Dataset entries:
=== Begin Enclosure ===
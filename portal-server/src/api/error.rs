//! API Error Handling
//!
//! Unified error types and conversion for API responses.
//! Every error renders as an [`ErrorBody`] JSON object.

use axum::{
    Json,
    extract::rejection::JsonRejection,
    http::StatusCode,
    response::{IntoResponse, Response},
};
use portal_core::dto::error::ErrorBody;

/// API error type
#[derive(Debug)]
pub enum ApiError {
    BadRequest(ErrorBody),
    Unauthorized(ErrorBody),
    NotFound(ErrorBody),
    PayloadTooLarge(ErrorBody),
    /// Database failure; the driver message is logged, not returned
    DatabaseError {
        code: &'static str,
        err: sqlx::Error,
    },
    InternalError(ErrorBody),
}

impl ApiError {
    pub fn bad_request(code: impl Into<String>) -> Self {
        ApiError::BadRequest(ErrorBody::new(code))
    }

    pub fn not_found(code: impl Into<String>) -> Self {
        ApiError::NotFound(ErrorBody::new(code))
    }

    pub fn unauthorized(code: impl Into<String>) -> Self {
        ApiError::Unauthorized(ErrorBody::new(code))
    }

    pub fn database(code: &'static str, err: sqlx::Error) -> Self {
        ApiError::DatabaseError { code, err }
    }

    /// 500 carrying the underlying failure as `details`
    pub fn internal(code: impl Into<String>, details: impl ToString) -> Self {
        ApiError::InternalError(ErrorBody::new(code).with_details(details.to_string()))
    }
}

impl IntoResponse for ApiError {
    fn into_response(self) -> Response {
        let (status, body) = match self {
            ApiError::BadRequest(body) => (StatusCode::BAD_REQUEST, body),
            ApiError::Unauthorized(body) => (StatusCode::UNAUTHORIZED, body),
            ApiError::NotFound(body) => (StatusCode::NOT_FOUND, body),
            ApiError::PayloadTooLarge(body) => (StatusCode::PAYLOAD_TOO_LARGE, body),
            ApiError::DatabaseError { code, err } => {
                tracing::error!("Database error ({}): {:?}", code, err);
                (StatusCode::INTERNAL_SERVER_ERROR, ErrorBody::new(code))
            }
            ApiError::InternalError(body) => {
                tracing::error!(
                    "Internal error ({}): {}",
                    body.error,
                    body.details.as_deref().unwrap_or("-")
                );
                (StatusCode::INTERNAL_SERVER_ERROR, body)
            }
        };

        (status, Json(body)).into_response()
    }
}

/// Malformed or mistyped JSON bodies become `invalid_data`
///
/// Bodies over the configured limit keep their 413 status.
impl From<JsonRejection> for ApiError {
    fn from(rejection: JsonRejection) -> Self {
        let details = rejection.body_text();

        if rejection.status() == StatusCode::PAYLOAD_TOO_LARGE {
            ApiError::PayloadTooLarge(ErrorBody::new("payload_too_large").with_details(details))
        } else {
            ApiError::BadRequest(ErrorBody::new("invalid_data").with_details(details))
        }
    }
}

pub type ApiResult<T> = Result<T, ApiError>;
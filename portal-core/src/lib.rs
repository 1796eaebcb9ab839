//! Portal Core
//!
//! Core types and helpers for the celebration portal service.
//!
//! This crate contains:
//! - Domain types: the portal record, its payload accessors and aggregate stats
//! - DTOs: request/response bodies shared by the server, client and CLI
//! - Passcode hashing, upload decoding and portal id generation

pub mod domain;
pub mod dto;
pub mod id;
pub mod passcode;
pub mod upload;
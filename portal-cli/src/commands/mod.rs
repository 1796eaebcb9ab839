//! Commands module
//!
//! Defines all CLI commands and their handlers.

mod db;
mod health;
mod music;
mod portal;
mod promo;
mod upload;

pub use db::DbCommands;
pub use music::MusicCommands;

use anyhow::Result;
use clap::Subcommand;

use crate::config::Config;

/// Top-level CLI commands
#[derive(Subcommand)]
pub enum Commands {
    /// Database maintenance (talks to Postgres directly)
    Db {
        #[command(subcommand)]
        command: DbCommands,
    },
    /// Create or overwrite a portal from a JSON payload file
    Create {
        /// Path to a JSON file holding the portal payload
        #[arg(short, long)]
        payload: String,

        /// Portal ID (generated by the server when omitted)
        #[arg(long)]
        id: Option<String>,

        /// Protect the portal with a passcode
        #[arg(long)]
        passcode: Option<String>,
    },
    /// Open a portal as a visitor would (counts a view)
    Open {
        /// Portal ID
        id: String,

        /// Password for protected portals
        #[arg(short, long, env = "PORTAL_PASSWORD", hide_env_values = true)]
        password: Option<String>,
    },
    /// Upload a file and print its public URL
    Upload {
        /// Path to the file
        path: String,

        /// Content type (guessed from the extension when omitted)
        #[arg(long)]
        content_type: Option<String>,
    },
    /// Search the music catalogue
    Music {
        #[command(subcommand)]
        command: MusicCommands,
    },
    /// Check a promo code
    Promo {
        /// The code to check
        code: String,
    },
    /// Check that the API is up
    Health,
}

/// Handle a CLI command
///
/// Routes the command to the appropriate handler module.
pub async fn handle_command(command: Commands, config: &Config) -> Result<()> {
    match command {
        Commands::Db { command } => db::handle_db_command(command, config).await,
        Commands::Create {
            payload,
            id,
            passcode,
        } => portal::create_portal(config, &payload, id, passcode).await,
        Commands::Open { id, password } => {
            portal::open_portal(config, &id, password.as_deref()).await
        }
        Commands::Upload { path, content_type } => {
            upload::upload_file(config, &path, content_type.as_deref()).await
        }
        Commands::Music { command } => music::handle_music_command(command, config).await,
        Commands::Promo { code } => promo::check_promo(config, &code).await,
        Commands::Health => health::check_health(config).await,
    }
}
//! ID resolver module
//!
//! Resolves portal id prefixes to full ids so users can type a short,
//! unambiguous prefix instead of the whole id.

use anyhow::{Context, Result, anyhow};
use sqlx::PgPool;

use portal_server::repository::portal_repository;

/// Resolve a portal id or prefix against the database
///
/// # Errors
/// Returns an error if:
/// - No portal matches the prefix
/// - Multiple portals match the prefix (ambiguous)
/// - The query fails
pub async fn resolve_portal_id(pool: &PgPool, id_or_prefix: &str) -> Result<String> {
    let ids = portal_repository::list_ids(pool)
        .await
        .context("Failed to fetch portal ids for ID resolution")?;

    resolve_from(&ids, id_or_prefix)
}

/// Match `id_or_prefix` against known ids
///
/// An exact match always wins, even when it is also a prefix of other ids.
/// Prefix matching is case-sensitive since portal ids are.
pub fn resolve_from(ids: &[String], id_or_prefix: &str) -> Result<String> {
    if id_or_prefix.is_empty() {
        return Err(anyhow!("Portal ID must not be empty"));
    }

    if let Some(exact) = ids.iter().find(|id| id.as_str() == id_or_prefix) {
        return Ok(exact.clone());
    }

    let matches: Vec<&String> = ids
        .iter()
        .filter(|id| id.starts_with(id_or_prefix))
        .collect();

    match matches.as_slice() {
        [] => Err(anyhow!(
            "No portal found with ID starting with '{}'",
            id_or_prefix
        )),
        [only] => Ok((*only).clone()),
        _ => {
            let ids: Vec<&str> = matches.iter().map(|id| id.as_str()).collect();
            Err(anyhow!(
                "Ambiguous prefix '{}' matches multiple portals: {}",
                id_or_prefix,
                ids.join(", ")
            ))
        }
    }
}
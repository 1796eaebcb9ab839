//! Service Module
//!
//! Business logic layer for the portal service.
//! Services sit between the HTTP handlers and the repository, storage and
//! upstream APIs.

pub mod music;
pub mod portal;
pub mod promo;
pub mod upload;

// Re-export for convenience
pub use music as music_service;
pub use portal as portal_service;
pub use upload as upload_service;
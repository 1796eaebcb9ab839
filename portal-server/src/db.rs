use sqlx::{PgPool, postgres::PgPoolOptions};
use std::time::Duration;

pub async fn create_pool(database_url: &str) -> Result<PgPool, sqlx::Error> {
    PgPoolOptions::new()
        .max_connections(10)
        .acquire_timeout(Duration::from_secs(5))
        .connect(database_url)
        .await
}

/// Pool that only connects on first use
///
/// Used by tooling and tests that may never touch the database.
pub fn create_lazy_pool(database_url: &str) -> Result<PgPool, sqlx::Error> {
    PgPoolOptions::new()
        .max_connections(10)
        .acquire_timeout(Duration::from_secs(5))
        .connect_lazy(database_url)
}

pub async fn run_migrations(pool: &PgPool) -> Result<(), sqlx::Error> {
    create_portals_table(pool).await?;

    // Tables created by the first schema revision have no view counter
    sqlx::query("ALTER TABLE portals ADD COLUMN IF NOT EXISTS views BIGINT NOT NULL DEFAULT 0")
        .execute(pool)
        .await?;

    sqlx::query(
        "CREATE INDEX IF NOT EXISTS idx_portals_created_at ON portals(created_at DESC)",
    )
    .execute(pool)
    .await?;

    tracing::info!("Database migrations completed successfully");
    Ok(())
}

/// Drop the portals table and recreate it empty
///
/// Destroys every stored portal.
pub async fn reset_schema(pool: &PgPool) -> Result<(), sqlx::Error> {
    sqlx::query("DROP TABLE IF EXISTS portals")
        .execute(pool)
        .await?;

    tracing::warn!("Dropped portals table");

    run_migrations(pool).await
}

async fn create_portals_table(pool: &PgPool) -> Result<(), sqlx::Error> {
    sqlx::query(
        r#"
        CREATE TABLE IF NOT EXISTS portals (
            id TEXT PRIMARY KEY,
            payload JSONB NOT NULL,
            pass_salt TEXT,
            pass_hash TEXT,
            pass_iterations INTEGER,
            pass_digest TEXT,
            views BIGINT NOT NULL DEFAULT 0,
            created_at TIMESTAMPTZ DEFAULT now()
        )
        "#,
    )
    .execute(pool)
    .await?;

    Ok(())
}

/// True when the error means the portals table has not been created yet
pub fn is_missing_table(err: &sqlx::Error) -> bool {
    match err {
        sqlx::Error::Database(db_err) => db_err.code().as_deref() == Some("42P01"),
        _ => false,
    }
}
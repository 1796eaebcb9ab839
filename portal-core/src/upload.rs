//! Upload payload decoding
//!
//! Uploads arrive as JSON strings holding either a `data:` URL or bare
//! base64. This module turns them into bytes plus a content type and picks
//! the object key they are stored under.

use base64::Engine;
use base64::alphabet;
use base64::engine::{DecodePaddingMode, GeneralPurpose, GeneralPurposeConfig};
use thiserror::Error;

pub const DEFAULT_CONTENT_TYPE: &str = "application/octet-stream";
pub const DEFAULT_FILENAME: &str = "upload.bin";

const DATA_URL_PREFIX: &str = "data:";
const BASE64_MARKER: &str = ";base64,";

/// Standard alphabet, padding optional
const LENIENT: GeneralPurpose = GeneralPurpose::new(
    &alphabet::STANDARD,
    GeneralPurposeConfig::new().with_decode_padding_mode(DecodePaddingMode::Indifferent),
);

#[derive(Debug, Error)]
pub enum UploadError {
    #[error("upload data is empty")]
    Empty,

    #[error("invalid base64 data: {0}")]
    InvalidBase64(#[from] base64::DecodeError),
}

/// Decoded upload body
#[derive(Debug, Clone, PartialEq, Eq)]
pub struct DecodedUpload {
    pub content_type: String,
    pub bytes: Vec<u8>,
}

/// Decode a `data:<type>;base64,<data>` URL or a bare base64 string
pub fn decode_upload(data: &str) -> Result<DecodedUpload, UploadError> {
    let (content_type, encoded) = match split_data_url(data) {
        Some((content_type, encoded)) => (content_type.to_string(), encoded),
        None => (DEFAULT_CONTENT_TYPE.to_string(), data),
    };

    let cleaned: String = encoded.chars().filter(|c| !c.is_whitespace()).collect();
    if cleaned.is_empty() {
        return Err(UploadError::Empty);
    }

    let bytes = LENIENT.decode(cleaned.as_bytes())?;
    Ok(DecodedUpload {
        content_type,
        bytes,
    })
}

/// Object key for an upload: `{millis}-{filename}`
///
/// Only the last path component of the client filename is kept.
pub fn storage_key(filename: Option<&str>, now_millis: i64) -> String {
    let name = filename
        .and_then(|f| f.rsplit(['/', '\\']).next())
        .map(str::trim)
        .filter(|f| !f.is_empty() && *f != "." && *f != "..")
        .unwrap_or(DEFAULT_FILENAME);

    format!("{}-{}", now_millis, name)
}

fn split_data_url(data: &str) -> Option<(&str, &str)> {
    let rest = data.strip_prefix(DATA_URL_PREFIX)?;
    let marker = rest.rfind(BASE64_MARKER)?;
    let content_type = &rest[..marker];
    let encoded = &rest[marker + BASE64_MARKER.len()..];

    if content_type.is_empty() || encoded.is_empty() {
        return None;
    }
    Some((content_type, encoded))
}
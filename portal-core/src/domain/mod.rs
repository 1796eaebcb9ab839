//! Core domain types
//!
//! This module contains the domain structures shared across the portal crates.
//! The server persists them, the CLI reads them directly for maintenance work.

pub mod payload;
pub mod portal;
pub mod stats;
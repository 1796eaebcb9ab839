//! Portal command handlers
//!
//! Creates portals from payload files and opens them through the API.

use anyhow::{Context, Result, bail};
use colored::*;
use portal_client::PortalClient;
use portal_core::domain::payload;
use portal_core::dto::portal::{PortalView, SavePortal};
use serde_json::Value;

use crate::config::Config;

/// Create a portal from a JSON payload file
pub async fn create_portal(
    config: &Config,
    payload_path: &str,
    id: Option<String>,
    passcode: Option<String>,
) -> Result<()> {
    let raw = std::fs::read_to_string(payload_path)
        .with_context(|| format!("Failed to read payload file: {}", payload_path))?;

    let data = build_payload(&raw, passcode)
        .with_context(|| format!("Invalid payload in {}", payload_path))?;
    let protected = data.get(payload::PASSCODE).is_some();

    let client = PortalClient::new(&config.api_url);
    let saved = client
        .save_portal(SavePortal {
            id,
            data: Some(data),
        })
        .await
        .context("Failed to save portal")?;

    println!("{}", "✓ Portal saved!".green().bold());
    println!("  ID:         {}", saved.id.bold());
    println!(
        "  Protected:  {}",
        if protected { "yes".yellow() } else { "no".normal() }
    );

    Ok(())
}

/// Open a portal, counting a view
pub async fn open_portal(config: &Config, id: &str, password: Option<&str>) -> Result<()> {
    let client = PortalClient::new(&config.api_url);

    let view = match client.load_portal(id, password).await {
        Ok(view) => view,
        Err(e) if e.is_not_found() => bail!("Portal '{}' not found", id),
        Err(e) if e.is_unauthorized() => bail!("Wrong password for portal '{}'", id),
        Err(e) => return Err(e).context("Failed to load portal"),
    };

    match view {
        PortalView::Protected { id, hint, .. } => {
            println!("{} Portal {} is protected.", "🔒".yellow(), id.bold());
            if let Some(hint) = hint {
                println!("  {}", hint.dimmed());
            }
            println!("  Re-run with {} to open it.", "--password".cyan());
        }
        PortalView::Unlocked { data } => {
            println!(
                "{} for {} from {}",
                payload::celebration_type(&data).bold(),
                payload::recipient_name(&data).cyan(),
                payload::sender_name(&data)
            );
            if let Some(views) = data
                .get("stats")
                .and_then(|s| s.get("views"))
                .and_then(Value::as_i64)
            {
                println!("  Views:  {}", views);
            }
            println!();
            println!("{}", serde_json::to_string_pretty(&data)?);
        }
    }

    Ok(())
}

/// Parse a payload file and attach the passcode, if any
///
/// The payload must be a JSON object. An explicit passcode overrides one
/// already present in the file.
fn build_payload(raw: &str, passcode: Option<String>) -> Result<Value> {
    let mut data: Value = serde_json::from_str(raw).context("Payload is not valid JSON")?;

    let Some(map) = data.as_object_mut() else {
        bail!("Payload must be a JSON object");
    };

    if let Some(passcode) = passcode.filter(|p| !p.is_empty()) {
        map.insert(payload::PASSCODE.to_string(), Value::String(passcode));
    }

    Ok(data)
}
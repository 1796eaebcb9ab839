//! Music command handlers
//!
//! Searches and looks up songs through the portal's iTunes proxy.

use anyhow::{Context, Result};
use clap::Subcommand;
use colored::*;
use portal_client::PortalClient;
use portal_core::dto::music::{Track, TrackResults};

use crate::config::Config;

/// Music subcommands
#[derive(Subcommand)]
pub enum MusicCommands {
    /// Search songs by free text
    Search {
        /// Search term (artist, song, album)
        #[arg(required = true, num_args = 1..)]
        query: Vec<String>,
    },
    /// Look up a track by iTunes ID
    Lookup {
        /// iTunes track or collection ID
        id: String,
    },
}

/// Handle music commands
pub async fn handle_music_command(command: MusicCommands, config: &Config) -> Result<()> {
    let client = PortalClient::new(&config.api_url);

    match command {
        MusicCommands::Search { query } => {
            let query = query.join(" ");
            let results = client
                .search_music(&query)
                .await
                .context("Music search failed")?;
            print_results(&results, &format!("for '{}'", query));
        }
        MusicCommands::Lookup { id } => {
            let results = client
                .lookup_music(&id)
                .await
                .context("Music lookup failed")?;
            print_results(&results, &format!("for ID {}", id));
        }
    }

    Ok(())
}

fn print_results(results: &TrackResults, what: &str) {
    let tracks: Vec<&Track> = results.tracks().collect();

    if tracks.is_empty() {
        println!("{}", format!("No tracks found {}.", what).yellow());
        return;
    }

    println!(
        "{}",
        format!("Found {} track(s) {}:", tracks.len(), what).bold()
    );
    println!();
    for track in tracks {
        print_track(track);
    }
}

fn print_track(track: &Track) {
    let id = track
        .track_id
        .map(|id| id.to_string())
        .unwrap_or_else(|| "-".to_string());

    println!(
        "  {} {} {} {}",
        "▸".cyan(),
        track.track_name.as_deref().unwrap_or("Untitled").bold(),
        "by".dimmed(),
        track.artist_name.as_deref().unwrap_or("Unknown artist")
    );
    println!("    ID:       {}", id);
    if let Some(album) = &track.collection_name {
        println!("    Album:    {}", album);
    }
    match &track.preview_url {
        Some(url) => println!("    Preview:  {}", url.dimmed()),
        None => println!("    Preview:  {}", "none".dimmed()),
    }
    println!();
}
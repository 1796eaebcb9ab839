//! Error body returned by every failing API endpoint

use serde::{Deserialize, Serialize};

/// JSON error object, e.g. `{"error":"upload_failed","details":"..."}`
#[derive(Debug, Clone, PartialEq, Eq, Serialize, Deserialize)]
pub struct ErrorBody {
    /// Short machine-readable error code
    pub error: String,

    /// Underlying failure, when one is worth surfacing
    #[serde(default, skip_serializing_if = "Option::is_none")]
    pub details: Option<String>,

    /// Human-readable remediation hint
    #[serde(default, skip_serializing_if = "Option::is_none")]
    pub message: Option<String>,
}

impl ErrorBody {
    pub fn new(error: impl Into<String>) -> Self {
        Self {
            error: error.into(),
            details: None,
            message: None,
        }
    }

    pub fn with_details(mut self, details: impl Into<String>) -> Self {
        self.details = Some(details.into());
        self
    }

    pub fn with_message(mut self, message: impl Into<String>) -> Self {
        self.message = Some(message.into());
        self
    }
}
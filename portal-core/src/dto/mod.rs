//! Data Transfer Objects for the HTTP API
//!
//! Request and response bodies exchanged between the server and its clients.
//! Field names follow the JSON the web frontend already sends and expects.

pub mod error;
pub mod music;
pub mod portal;
pub mod promo;
pub mod upload;
use crate::sanitizer::{normalize_text, truncate_chars, visible_text};
use crate::types::{DigestError, Result};
use scraper::{ElementRef, Html, Selector};
use serde::{Deserialize, Serialize};
use tracing::{debug, warn};

/// Selectors tried in order until one matches. These are tuned against the
/// sites in the default feed table and drift as those sites change markup.
pub const DEFAULT_CONTENT_SELECTORS: &[&str] = &[
    "article",
    "[class*=\"content\"]",
    "[class*=\"article\"]",
    "[class*=\"post\"]",
    "[class*=\"story\"]",
    "[id*=\"content\"]",
    "[id*=\"article\"]",
    ".main-content",
    ".entry-content",
    ".post-content",
];

/// Page chrome that must never reach the output.
pub const DEFAULT_REMOVED_ELEMENTS: &[&str] =
    &["script", "style", "nav", "header", "footer", "aside", "menu"];

pub const DEFAULT_MAX_CONTENT_CHARS: usize = 3000;

#[derive(Debug, Clone, Serialize, Deserialize)]
pub struct ExtractorConfig {
    pub selectors: Vec<String>,
    pub removed_elements: Vec<String>,
    pub max_chars: usize,
}

impl Default for ExtractorConfig {
    fn default() -> Self {
        Self {
            selectors: DEFAULT_CONTENT_SELECTORS.iter().map(|s| s.to_string()).collect(),
            removed_elements: DEFAULT_REMOVED_ELEMENTS.iter().map(|s| s.to_string()).collect(),
            max_chars: DEFAULT_MAX_CONTENT_CHARS,
        }
    }
}

/// Pulls the main article text out of a page.
pub struct ContentExtractor {
    selectors: Vec<(String, Selector)>,
    removed_elements: Vec<String>,
    body_selector: Selector,
    max_chars: usize,
}

impl ContentExtractor {
    /// Compile the configured selectors. A selector that does not parse is a
    /// configuration error, reported here rather than on every page.
    pub fn new(config: &ExtractorConfig) -> Result<Self> {
        let selectors = config
            .selectors
            .iter()
            .map(|raw| compile_selector(raw).map(|selector| (raw.clone(), selector)))
            .collect::<Result<Vec<_>>>()?;

        Ok(Self {
            selectors,
            removed_elements: config
                .removed_elements
                .iter()
                .map(|name| name.to_ascii_lowercase())
                .collect(),
            body_selector: compile_selector("body")?,
            max_chars: config.max_chars,
        })
    }

    /// Extract readable text from a full HTML document.
    ///
    /// The first selector with at least one match wins and the text of all its
    /// matches is joined. Without any match, or when the matches hold no text,
    /// the body text is used, and without a body the whole document. Output never exceeds the configured cap and
    /// is empty when nothing readable was found.
    pub fn extract(&self, html: &str) -> String {
        if html.trim().is_empty() {
            return String::new();
        }

        let document = Html::parse_document(html);
        if !document.errors.is_empty() {
            debug!("HTML parsed with {} recoverable errors", document.errors.len());
        }

        let excluded: Vec<&str> = self.removed_elements.iter().map(String::as_str).collect();

        let raw_text = match self.select_content(&document, &excluded) {
            Some(text) => text,
            None => match document.select(&self.body_selector).next() {
                Some(body) => visible_text(body, &excluded),
                None => visible_text(document.root_element(), &excluded),
            },
        };

        let text = normalize_text(&raw_text);
        if text.is_empty() {
            warn!("No readable text found in document ({} bytes)", html.len());
            return text;
        }

        truncate_chars(&text, self.max_chars)
    }

    fn select_content(&self, document: &Html, excluded: &[&str]) -> Option<String> {
        for (raw, selector) in &self.selectors {
            let matches: Vec<ElementRef<'_>> = document
                .select(selector)
                .filter(|element| !self.is_removed(element))
                .collect();

            if matches.is_empty() {
                continue;
            }

            debug!("Content selector '{}' matched {} elements", raw, matches.len());
            let text = matches
                .into_iter()
                .map(|element| visible_text(element, excluded))
                .collect::<Vec<_>>()
                .join(" ");

            // Empty matches (ad slots, placeholders) leave the page to the body fallback.
            if normalize_text(&text).is_empty() {
                debug!("Content selector '{}' matched only empty elements", raw);
                return None;
            }
            return Some(text);
        }

        None
    }

    // An element counts as removed when it, or any ancestor, is page chrome.
    fn is_removed(&self, element: &ElementRef<'_>) -> bool {
        let named_removed = |name: &str| self.removed_elements.iter().any(|removed| removed == name);

        if named_removed(element.value().name()) {
            return true;
        }

        element
            .ancestors()
            .filter_map(|node| node.value().as_element())
            .any(|ancestor| named_removed(ancestor.name()))
    }
}

fn compile_selector(raw: &str) -> Result<Selector> {
    Selector::parse(raw).map_err(|e| DigestError::Selector {
        selector: raw.to_string(),
        reason: format!("{:?}", e),
    })
}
=== End Enclosure ===
» EXERCISE GOAL
Whenever the word "what" shows up in a line above, copy that line.

» RESULT FOR THIS TASK
fn print_results(results: &TrackResults, what: &str) {
        println!("{}", format!("No tracks found {}.", what).yellow());
        format!("Found {} track(s) {}:", tracks.len(), what).bold()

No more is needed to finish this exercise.